Quando la stessa esistenza del contratto è contestata, la parte cessionaria ha l’onere di dimostrarlo con documentazione adeguata.

Nel caso di specie, la Cassazione ha evidenziato che il ricorso della società cessionaria si è limitato a contestare il rigore formale delle motivazioni del Tribunale, senza aggredire il merito dell’accertamento in fatto, ritenuto adeguato e motivato.

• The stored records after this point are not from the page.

//! toxwatch core crate.
//!
//! Pipeline stages:
//! - Readings / locations / weather loading and joins
//! - Rolling, derivative, long-horizon and time-context features
//! - Forward-looking exceedance labels and the chronological split
//! - Balanced undersampling ensemble, calibration scoring, detection latency

mod classifier;
mod config;
mod dataset;
mod ensemble;
mod features;
mod labels;
mod latency;
mod observability;
mod pipeline;
mod split;
mod table;
pub mod window;

pub use classifier::{
    BinaryClassifier, ClassifierError, FeatureMatrix, GbmModel, GbmParams, GradientBoostedTrees,
    TrainedClassifier,
};
pub use config::{ConfigError, PipelineConfig, ENV_PREFIX};
pub use dataset::{
    join_locations, join_weather, load_dataset, load_locations, load_readings, load_weather,
    normalize_weather_text, parse_timestamp, parse_weather_value, DatasetError, DatasetLoadReport,
    DatasetPaths, JoinReport, LocationTable, ReadingsLoadReport, WeatherDay, WeatherLoadReport,
    DATE_COLUMN, DEVICE_COLUMN, LOCATION_KEY_COLUMN, TIMESTAMP_COLUMN, WEATHER_FIELDS,
};
pub use ensemble::{
    ensemble_pred_column, ensemble_result_column, ensemble_score_column, label_vector,
    prediction_column, result_code, result_column, score_calibration, train_ensemble,
    undersample_folds, validate_ensemble_config, EnsembleConfig, EnsembleError, Fold,
    ModelEnsemble, Outcome, ScoreSummary, TrainedEnsemble,
};
pub use features::{
    add_derivative_stats, add_long_term_stats, add_rolling_stats, add_time_features,
    assert_schema_compatible, build_feature_schema, build_features, daily_max_column,
    derivative_column, parse_time_zone, pct_change_column, rolling_column,
    validate_feature_config, FeatureConfig, FeatureError, FeatureSchema, RollingStat,
    RollingWindow, DAY_COLUMN, DEFAULT_POLLUTANTS, FEATURE_SCHEMA_VERSION, TIME_OF_DAY_COLUMN,
};
pub use labels::{
    add_future_max, apply_cutoffs, build_labels, cutoff_column, future_max_column,
    label_from_future_max, validate_label_config, LabelConfig, LabelError,
};
pub use latency::{
    detection_offsets, event_starts, offset_cdf, offset_for_event, offsets, CdfPoint,
    DetectionOffset, LatencyError, LatencySummary, DEFAULT_MISSED_SENTINEL,
};
pub use observability::{
    init_logging, log_app_start, log_config_loaded, log_run_finish, logging_config_from_env,
    logging_config_from_lookup, LogFormat, LoggingConfig, LoggingInitError,
};
pub use pipeline::{
    prepare_labeled_table, run_on_table, run_pipeline, write_outputs, PipelineError,
    PipelineOutput, PipelineReport, DETECTION_OFFSETS_FILE, OFFSET_CDF_FILE, REPORT_FILE,
    SCORED_CALIBRATION_FILE,
};
pub use split::{
    chronological_split, is_leakage_column, select_features, ChronologicalSplit, SegmentBounds,
    SplitConfig, SplitError, WEATHER_MARKERS,
};
pub use table::{Column, DevicePartition, FeatureTable, RowKey, TableError};
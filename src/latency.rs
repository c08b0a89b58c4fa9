//! How early the ensemble detects the onset of each exceedance event.

use std::collections::BTreeMap;

use chrono::NaiveDateTime;
use rayon::prelude::*;
use serde::{Deserialize, Serialize};
use thiserror::Error;
use tracing::info;

use crate::ensemble::{ensemble_result_column, Outcome};
use crate::labels::cutoff_column;
use crate::table::{FeatureTable, TableError};

/// Offset recorded for events the ensemble never confirms.
pub const DEFAULT_MISSED_SENTINEL: usize = 32;

#[derive(Debug, Error, PartialEq, Eq)]
pub enum LatencyError {
    #[error("samples_per_hour must be > 0")]
    ZeroSamplesPerHour,
    #[error(transparent)]
    Table(#[from] TableError),
}

#[derive(Debug, Clone, PartialEq, Eq, Serialize, Deserialize)]
pub struct DetectionOffset {
    pub device_id: String,
    pub event_start: NaiveDateTime,
    pub offset: usize,
    pub detected: bool,
}

#[derive(Debug, Clone, Copy, PartialEq, Serialize, Deserialize)]
pub struct CdfPoint {
    pub offset: usize,
    pub count: usize,
    pub cumulative_percent: f64,
    pub hours_before_onset: f64,
}

#[derive(Debug, Clone, Copy, Default, PartialEq, Serialize, Deserialize)]
pub struct LatencySummary {
    pub events: usize,
    pub detected: usize,
    pub missed: usize,
    pub mean_detected_offset: Option<f64>,
}

impl LatencySummary {
    pub fn from_offsets(offsets: &[DetectionOffset]) -> Self {
        let detected: Vec<usize> = offsets
            .iter()
            .filter(|o| o.detected)
            .map(|o| o.offset)
            .collect();
        let mean_detected_offset = (!detected.is_empty())
            .then(|| detected.iter().sum::<usize>() as f64 / detected.len() as f64);
        Self {
            events: offsets.len(),
            detected: detected.len(),
            missed: offsets.len() - detected.len(),
            mean_detected_offset,
        }
    }
}

/// Rows where a run of positive labels begins within one device's sequence.
pub fn event_starts(labels: &[Option<f64>]) -> Vec<usize> {
    let positive = |i: usize| labels[i] == Some(1.0);
    (0..labels.len())
        .filter(|i| positive(*i) && (*i == 0 || !positive(i - 1)))
        .collect()
}

/// Rows from `start` to the first ensemble true positive inside the event that
/// begins there, or `None` when the event ends (or the device does) first.
pub fn offset_for_event(
    labels: &[Option<f64>],
    results: &[Option<f64>],
    start: usize,
) -> Option<usize> {
    (start..labels.len())
        .take_while(|j| labels[*j] == Some(1.0))
        .find(|j| results[*j] == Some(f64::from(Outcome::TruePositive.code())))
        .map(|j| j - start)
}

/// Detection offsets for every event in a scored table, in (device, time)
/// order. The table is re-sorted by device and time first.
pub fn detection_offsets(
    table: &mut FeatureTable,
    target: &str,
    missed_sentinel: usize,
) -> Result<Vec<DetectionOffset>, LatencyError> {
    table.sort_by_device_time();
    let labels = table.require(&cutoff_column(target))?;
    let results = table.require(&ensemble_result_column(target))?;
    let keys = table.keys();

    let per_device: Vec<Vec<DetectionOffset>> = table
        .partitions()
        .into_par_iter()
        .map(|p| {
            let labels = &labels[p.rows.clone()];
            let results = &results[p.rows.clone()];
            event_starts(labels)
                .into_iter()
                .map(|start| {
                    let found = offset_for_event(labels, results, start);
                    DetectionOffset {
                        device_id: p.device_id.clone(),
                        event_start: keys[p.rows.start + start].timestamp,
                        offset: found.unwrap_or(missed_sentinel),
                        detected: found.is_some(),
                    }
                })
                .collect()
        })
        .collect();

    let offsets: Vec<DetectionOffset> = per_device.into_iter().flatten().collect();
    let summary = LatencySummary::from_offsets(&offsets);
    info!(
        component = "latency",
        event = "latency.offsets.finish",
        pollutant = %target,
        events = summary.events,
        detected = summary.detected,
        missed = summary.missed,
        missed_sentinel = missed_sentinel
    );
    Ok(offsets)
}

pub fn offsets(detections: &[DetectionOffset]) -> Vec<usize> {
    detections.iter().map(|d| d.offset).collect()
}

/// Cumulative distribution of offsets, re-indexed to hours before onset.
pub fn offset_cdf(
    offsets: &[usize],
    missed_sentinel: usize,
    samples_per_hour: usize,
) -> Result<Vec<CdfPoint>, LatencyError> {
    if samples_per_hour == 0 {
        return Err(LatencyError::ZeroSamplesPerHour);
    }
    let mut counts: BTreeMap<usize, usize> = BTreeMap::new();
    for offset in offsets {
        *counts.entry(*offset).or_default() += 1;
    }

    let total = offsets.len() as f64;
    let mut cumulative = 0;
    Ok(counts
        .into_iter()
        .map(|(offset, count)| {
            cumulative += count;
            CdfPoint {
                offset,
                count,
                cumulative_percent: cumulative as f64 / total * 100.0,
                hours_before_onset: (missed_sentinel as f64 - offset as f64)
                    / samples_per_hour as f64,
            }
        })
        .collect())
}

#[cfg(test)]
mod tests {
    use super::*;

    fn col(values: &[f64]) -> Vec<Option<f64>> {
        values.iter().copied().map(Some).collect()
    }

    #[test]
    fn event_starts_follow_non_positive_rows() {
        let labels = col(&[1.0, 1.0, 0.0, 1.0, 0.0, 0.0, 1.0]);
        assert_eq!(event_starts(&labels), vec![0, 3, 6]);
        assert_eq!(event_starts(&[None, Some(1.0)]), vec![1]);
    }

    #[test]
    fn offset_counts_rows_to_first_confirmed_detection() {
        let labels = col(&[0.0, 1.0, 1.0, 1.0]);
        let results = col(&[0.0, -1.0, -1.0, 1.0]);
        assert_eq!(offset_for_event(&labels, &results, 1), Some(2));
        let missed = col(&[0.0, -1.0, -1.0, -1.0]);
        assert_eq!(offset_for_event(&labels, &missed, 1), None);
    }

    #[test]
    fn search_stops_at_the_end_of_the_event() {
        // A false positive after the event and a hit inside the next event
        // both lie outside the first event's span.
        let labels = col(&[1.0, 1.0, 0.0, 0.0, 1.0]);
        let results = col(&[-1.0, -1.0, 2.0, 0.0, 1.0]);
        assert_eq!(offset_for_event(&labels, &results, 0), None);
        assert_eq!(offset_for_event(&labels, &results, 4), Some(0));
    }

    #[test]
    fn cdf_ends_at_one_hundred_percent() {
        let cdf = offset_cdf(&[0, 0, 4, 32], 32, 4).expect("cdf");
        assert_eq!(cdf.len(), 3);
        assert_eq!(cdf[0].count, 2);
        assert_eq!(cdf[0].cumulative_percent, 50.0);
        assert_eq!(cdf[0].hours_before_onset, 8.0);
        assert_eq!(cdf[1].hours_before_onset, 7.0);
        assert_eq!(cdf[2].cumulative_percent, 100.0);
        assert_eq!(cdf[2].hours_before_onset, 0.0);
    }

    #[test]
    fn summary_separates_missed_events() {
        let ts = chrono::NaiveDate::from_ymd_opt(2017, 3, 1)
            .and_then(|d| d.and_hms_opt(0, 0, 0))
            .expect("timestamp");
        let make = |offset, detected| DetectionOffset {
            device_id: "a".to_string(),
            event_start: ts,
            offset,
            detected,
        };
        let summary = LatencySummary::from_offsets(&[make(2, true), make(4, true), make(32, false)]);
        assert_eq!(summary.events, 3);
        assert_eq!(summary.missed, 1);
        assert_eq!(summary.mean_detected_offset, Some(3.0));
    }
}
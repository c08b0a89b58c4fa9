//! Pipeline configuration: JSON file, environment overrides and validation.

use std::env;
use std::fs;
use std::path::{Path, PathBuf};
use std::str::FromStr;

use serde::{Deserialize, Serialize};
use thiserror::Error;

use crate::classifier::{ClassifierError, GbmParams};
use crate::dataset::DatasetPaths;
use crate::ensemble::{validate_ensemble_config, EnsembleConfig, EnsembleError};
use crate::features::{validate_feature_config, FeatureConfig, FeatureError};
use crate::labels::{validate_label_config, LabelConfig, LabelError};
use crate::latency::DEFAULT_MISSED_SENTINEL;
use crate::split::SplitConfig;

pub const ENV_PREFIX: &str = "TOXWATCH_";

#[derive(Debug, Error)]
pub enum ConfigError {
    #[error("failed to read config {path}: {source}")]
    Io {
        path: PathBuf,
        #[source]
        source: std::io::Error,
    },
    #[error("failed to parse config {path}: {source}")]
    Parse {
        path: PathBuf,
        #[source]
        source: serde_json::Error,
    },
    #[error("invalid value '{value}' for {key}")]
    InvalidEnv { key: String, value: String },
    #[error("data_dir must be set explicitly")]
    MissingDataDir,
    #[error("invalid config: {0}")]
    Invalid(String),
    #[error(transparent)]
    Feature(#[from] FeatureError),
    #[error(transparent)]
    Label(#[from] LabelError),
    #[error(transparent)]
    Ensemble(#[from] EnsembleError),
    #[error(transparent)]
    Classifier(#[from] ClassifierError),
}

#[derive(Debug, Clone, PartialEq, Serialize, Deserialize)]
#[serde(default)]
pub struct PipelineConfig {
    pub data_dir: PathBuf,
    pub readings_files: Vec<String>,
    pub locations_file: Option<String>,
    pub weather_file: Option<String>,
    pub output_dir: PathBuf,
    pub target: String,
    pub missed_sentinel: usize,
    pub features: FeatureConfig,
    pub labels: LabelConfig,
    pub split: SplitConfig,
    pub ensemble: EnsembleConfig,
    pub classifier: GbmParams,
}

impl Default for PipelineConfig {
    fn default() -> Self {
        Self {
            data_dir: PathBuf::new(),
            readings_files: vec!["readings.csv".to_string()],
            locations_file: None,
            weather_file: None,
            output_dir: PathBuf::from("out"),
            target: "toxin_a".to_string(),
            missed_sentinel: DEFAULT_MISSED_SENTINEL,
            features: FeatureConfig::default(),
            labels: LabelConfig::default(),
            split: SplitConfig::default(),
            ensemble: EnsembleConfig::default(),
            classifier: GbmParams::default(),
        }
    }
}

impl PipelineConfig {
    pub fn from_json_file(path: &Path) -> Result<Self, ConfigError> {
        let raw = fs::read_to_string(path).map_err(|source| ConfigError::Io {
            path: path.to_path_buf(),
            source,
        })?;
        serde_json::from_str(&raw).map_err(|source| ConfigError::Parse {
            path: path.to_path_buf(),
            source,
        })
    }

    pub fn apply_env_overrides(&mut self) -> Result<(), ConfigError> {
        self.apply_overrides_from(|key| env::var(key).ok())
    }

    /// Applies `TOXWATCH_*` overrides from any key lookup. Blank values are ignored.
    pub fn apply_overrides_from(
        &mut self,
        lookup: impl Fn(&str) -> Option<String>,
    ) -> Result<(), ConfigError> {
        let get = |name: &str| {
            let key = format!("{ENV_PREFIX}{name}");
            lookup(&key)
                .map(|v| v.trim().to_string())
                .filter(|v| !v.is_empty())
                .map(|v| (key, v))
        };

        if let Some((_, v)) = get("DATA_DIR") {
            self.data_dir = PathBuf::from(v);
        }
        if let Some((_, v)) = get("OUTPUT_DIR") {
            self.output_dir = PathBuf::from(v);
        }
        if let Some((_, v)) = get("TARGET") {
            self.target = v;
        }
        if let Some((key, v)) = get("FOLDS") {
            self.ensemble.folds = parse_env(&key, &v)?;
        }
        if let Some((key, v)) = get("VOTE_CUTOFF") {
            self.ensemble.vote_cutoff = parse_env(&key, &v)?;
        }
        if let Some((key, v)) = get("SEED") {
            self.ensemble.seed = parse_env(&key, &v)?;
        }
        if let Some((key, v)) = get("GAP") {
            self.split.gap = parse_env(&key, &v)?;
        }
        if let Some((key, v)) = get("CALIBRATION_SIZE") {
            self.split.calibration_size = parse_env(&key, &v)?;
        }
        Ok(())
    }

    pub fn validate(&self) -> Result<(), ConfigError> {
        validate_feature_config(&self.features)?;
        validate_label_config(&self.labels)?;
        validate_ensemble_config(&self.ensemble)?;
        self.classifier.validate()?;

        if !self.features.pollutants.contains(&self.target) {
            return Err(ConfigError::Invalid(format!(
                "target {} is not a monitored pollutant",
                self.target
            )));
        }
        if !self.labels.thresholds.contains_key(&self.target) {
            return Err(ConfigError::Invalid(format!(
                "target {} has no threshold",
                self.target
            )));
        }
        if !self
            .features
            .rolling_windows
            .iter()
            .any(|w| w.label == self.labels.short_window_label)
        {
            return Err(ConfigError::Invalid(format!(
                "short_window_label {} does not name a rolling window",
                self.labels.short_window_label
            )));
        }
        if self.split.calibration_size == 0 {
            return Err(ConfigError::Invalid(
                "calibration_size must be > 0".to_string(),
            ));
        }
        if self.missed_sentinel == 0 {
            return Err(ConfigError::Invalid(
                "missed_sentinel must be > 0".to_string(),
            ));
        }
        Ok(())
    }

    /// Input file locations resolved against `data_dir`.
    pub fn dataset_paths(&self) -> Result<DatasetPaths, ConfigError> {
        if self.data_dir.as_os_str().is_empty() {
            return Err(ConfigError::MissingDataDir);
        }
        if self.readings_files.is_empty() {
            return Err(ConfigError::Invalid(
                "readings_files must not be empty".to_string(),
            ));
        }
        Ok(DatasetPaths {
            readings: self
                .readings_files
                .iter()
                .map(|f| self.data_dir.join(f))
                .collect(),
            locations: self.locations_file.as_ref().map(|f| self.data_dir.join(f)),
            weather: self.weather_file.as_ref().map(|f| self.data_dir.join(f)),
        })
    }
}

fn parse_env<T: FromStr>(key: &str, value: &str) -> Result<T, ConfigError> {
    value.parse::<T>().map_err(|_| ConfigError::InvalidEnv {
        key: key.to_string(),
        value: value.to_string(),
    })
}
//! HMAC identity signatures.
//!
//! A client proves control of an identity by presenting
//! `hex(HMAC-SHA256(current_key, "identity:timestamp"))` together with the
//! timestamp it signed. The relay accepts it only while the timestamp is
//! inside the replay window.

use chrono::{DateTime, NaiveDateTime, Utc};
use hmac::{Hmac, Mac};
use sha2::Sha256;

use super::keyring::KeyGeneration;
use crate::error::CredentialError;

type HmacSha256 = Hmac<Sha256>;

fn mac(key: &KeyGeneration, identity: &str, timestamp: &str) -> Result<HmacSha256, CredentialError> {
    let mut mac = HmacSha256::new_from_slice(key.material())
        .map_err(|e| CredentialError::Signing(e.to_string()))?;
    mac.update(identity.as_bytes());
    mac.update(b":");
    mac.update(timestamp.as_bytes());
    Ok(mac)
}

/// Hex signature over `identity:timestamp`.
pub(crate) fn sign(
    key: &KeyGeneration,
    identity: &str,
    timestamp: &str,
) -> Result<String, CredentialError> {
    Ok(hex::encode(mac(key, identity, timestamp)?.finalize().into_bytes()))
}

/// Constant-time comparison of `signature` against the expected HMAC.
pub(crate) fn verify(key: &KeyGeneration, identity: &str, timestamp: &str, signature: &str) -> bool {
    let Ok(provided) = hex::decode(signature) else {
        return false;
    };
    match mac(key, identity, timestamp) {
        Ok(mac) => mac.verify_slice(&provided).is_ok(),
        Err(_) => false,
    }
}

/// Parse an ISO-8601 timestamp. Values without an offset are taken as UTC.
pub fn parse_timestamp(timestamp: &str) -> Option<DateTime<Utc>> {
    if let Ok(parsed) = DateTime::parse_from_rfc3339(timestamp) {
        return Some(parsed.with_timezone(&Utc));
    }
    NaiveDateTime::parse_from_str(timestamp, "%Y-%m-%dT%H:%M:%S%.f")
        .ok()
        .map(|naive| naive.and_utc())
}

#[cfg(test)]
mod tests {
    use chrono::TimeZone;

    use super::*;
    use crate::credentials::keyring::{KEY_SIZE, KeyMaterial};

    fn key(byte: u8) -> KeyGeneration {
        KeyGeneration::new(
            1,
            KeyMaterial::from_bytes([byte; KEY_SIZE]).unwrap(),
            Utc.timestamp_opt(0, 0).unwrap(),
        )
    }

    #[test]
    fn signature_binds_identity_and_timestamp() {
        let sig = sign(&key(3), "did:a", "2024-01-01T00:00:00").unwrap();

        assert!(verify(&key(3), "did:a", "2024-01-01T00:00:00", &sig));
        assert!(!verify(&key(3), "did:b", "2024-01-01T00:00:00", &sig));
        assert!(!verify(&key(3), "did:a", "2024-01-01T00:00:01", &sig));
        assert!(!verify(&key(4), "did:a", "2024-01-01T00:00:00", &sig));
    }

    #[test]
    fn non_hex_signature_is_rejected() {
        assert!(!verify(&key(3), "did:a", "t", "zz-not-hex"));
    }

    #[test]
    fn parses_offset_and_naive_timestamps() {
        let expected = Utc.with_ymd_and_hms(2024, 1, 1, 12, 0, 0).unwrap();
        assert_eq!(parse_timestamp("2024-01-01T12:00:00Z"), Some(expected));
        assert_eq!(parse_timestamp("2024-01-01T14:00:00+02:00"), Some(expected));
        assert_eq!(parse_timestamp("2024-01-01T12:00:00"), Some(expected));
        assert_eq!(parse_timestamp("2024-01-01T12:00:00.000000"), Some(expected));
        assert_eq!(parse_timestamp("yesterday"), None);
    }
}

La pubblicazione sulla Gazzetta, da sola, è stata considerata insufficiente per dimostrare l’effettiva cessione del credito controverso, come già affermato da precedenti arresti della giurisprudenza di legittimità.

Per concludere, la pubblicazione sulla Gazzetta Ufficiale, pur rilevante ai fini della pubblicità della cessione in blocco, non è sufficiente a dimostrare l’esistenza del contratto di cessione o l’inclusione di uno specifico credito, in caso di contestazione.

L’onere della prova spetta alla parte cessionaria che deve fornire documentazione adeguata a dimostrare la titolarità del credito, soprattutto quando viene messa in dubbio dal debitore o dalla curatela fallimentare.

La sentenza si inserisce in un quadro giurisprudenziale consolidato, ribadendo l’importanza di una valutazione complessiva delle prove nel rispetto delle regole del processo.

L’accertamento della validità della cessione spetta al giudice di merito, le cui valutazioni non possono essere sindacate in sede di legittimità, salvo specifici errori di diritto o di motivazione.

Infine, la decisione tutela sia il corretto svolgimento del processo, imponendo una rigorosa verifica documentale, sia gli interessi dei creditori nel contesto fallimentare, garantendo equità e trasparenza. Queste conclusioni confermano l’attenzione della giurisprudenza per la certezza del diritto e per la prevenzione di abusi nel riconoscimento dei crediti.